Schicksale des Einzelne n.

Τρ εἰκὴ οὐκ ἐστι ἐν τῇ ζωῇ, ἀλλὰ μία ἁρμονία καὶ τάξις.

Plotin. Enn. IV, L. 4, c. 35.

Ueber

die anscheinende Absichtlichkeit

im

Schicksale des Einzelnen.

Obgleich die hier mitzutheilenden Gedanken zu keinem festen Resultate führen, vielleicht eine bloße metaphysische Phantasie genannt werden könnten; so habe ich mich doch nicht entschließen können, sie der Vergessenheit zu übergeben; weil sie Manchem, wenigstens zum Vergleich mit seinen eigenen, über denselben Gegenstand gehegten, willkommen seyn werden. Auch ein Solcher jedoch ist zu erinnern, daß an ihnen Alles zweifelhaft ist, nicht nur die Lösung, sondern sogar das Problem. Demnach hat man hier nichts weniger, als entschiedene Aufschlüsse zu erwarten, vielmehr die bloße Ventilation eines sehr dunkeln Sachverhältnisses, welches jedoch vielleicht Jedem, im Verlaufe seines eigenen Lebens, oder beim Rückblick auf dasselbe, sich öfter aufgedrungen hat. Sogar mögen unsere Betrachtungen darüber vielleicht nicht viel mehr seyn, als ein Tappen und Tasten im Dunkeln, wo man merkt, daß wohl etwas dasei, jedoch nicht recht weiß, wo, noch was. Wenn ich dabei dennoch bisweilen in den positiven, oder gar dogmatischen Ton gerathen sollte; so sei hier ein für alle Mal gesagt, daß dies bloß geschieht, um nicht durch stete Wiederholung der Formeln des Zweifels und der Muthmaaßung weitschweifig und matt zu werden; daß es mithin nicht ernstlich zu nehmen ist.

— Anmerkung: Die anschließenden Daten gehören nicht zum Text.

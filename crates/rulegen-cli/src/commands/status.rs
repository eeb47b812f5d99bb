//! `rulegen status`: show recorded progress

use anyhow::Result;
use rulegen_core::{Config, ProgressStore};

use crate::cli::OutputFormat;
use crate::output::{StatusReport, render_status};

/// Print a summary of the progress log.
///
/// Reads the log without taking its lock, so it also works while a run is
/// in progress.
pub fn execute(config: &Config, format: OutputFormat, show_failed: bool) -> Result<()> {
    let path = &config.paths.progress_file;
    let records = ProgressStore::load_records(path)?;
    let report = StatusReport::from_records(path, &records, show_failed);

    match format {
        OutputFormat::Text => render_status(&mut std::io::stdout().lock(), &report)?,
        OutputFormat::Json => println!("{}", serde_json::to_string_pretty(&report)?),
    }
    Ok(())
}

Der Glaube an eine specielle Vorsehung, oder sonst eine übernatürliche Lenkung der Begebenheiten im individuellen Lebenslauf, ist zu allen Zeiten allgemein beliebt gewesen, und sogar in

denkenden, aller Superstition abgeneigten Köpfen findet er sich bisweilen unerschütterlich fest, ja, wohl gar außer allem Zusammenhange mit irgend welchen bestimmten Dogmen. Zuvörderst

läßt sich ihm entgegensetzen, daß er, nach Art alles Götterglaubens, nicht eigentlich aus der Erkenntniß, sondern aus dem Willen entsprungen, nämlich zunächst das Kind unsrer Bedürftigkeit sei. Denn die Data, welche bloß die Erkenntniß dazu geliefert hätte, ließen sich vielleicht darauf zurückführen, daß der Zufall, welcher uns hundert arge, und wie durchdacht tückische Streiche spielt, dann und wann ein Mal auserlesen günstig ausfällt, oder auch mittelbar sehr gut für uns sorgt. In allen solchen Fällen erkennen wir in ihm die Hand der Vorsehung, und zwar am deutlichsten dann, wann er, unsrer eigenen Einsicht zuwider, ja, auf von uns verabscheuten Wegen, uns zu einem beglückenden Ziele hingeführt hat; wo wir alsdann sagen tunc bene navigavi, cum naufragium feci, und der Gegensatz zwischen Wahl und Führung ganz unverkennbar, zugleich aber zum Vortheil der letzteren, fühlbar wird. Eben dieserhalb trösten wir, bei widrigen Zufällen, uns auch wohl mit dem oft bewährten Sprüchlein „wer weiß wozu es gut ist", welches eigentlich aus der Einsicht entsprungen ist, daß, obwohl der Zufall die Welt beherrscht, er doch den Irrthum zum Mitregenten hat und, weil wir Diesem, eben so sehr als Jenem, unterworfen sind, vielleicht eben Das ein Glück ist, was uns jezt als ein Unglück erscheint. So fliehen wir dann von den Streichen des einen Welttyrannen zum andern, indem wir vom Zufall an den Irrthum appelliren.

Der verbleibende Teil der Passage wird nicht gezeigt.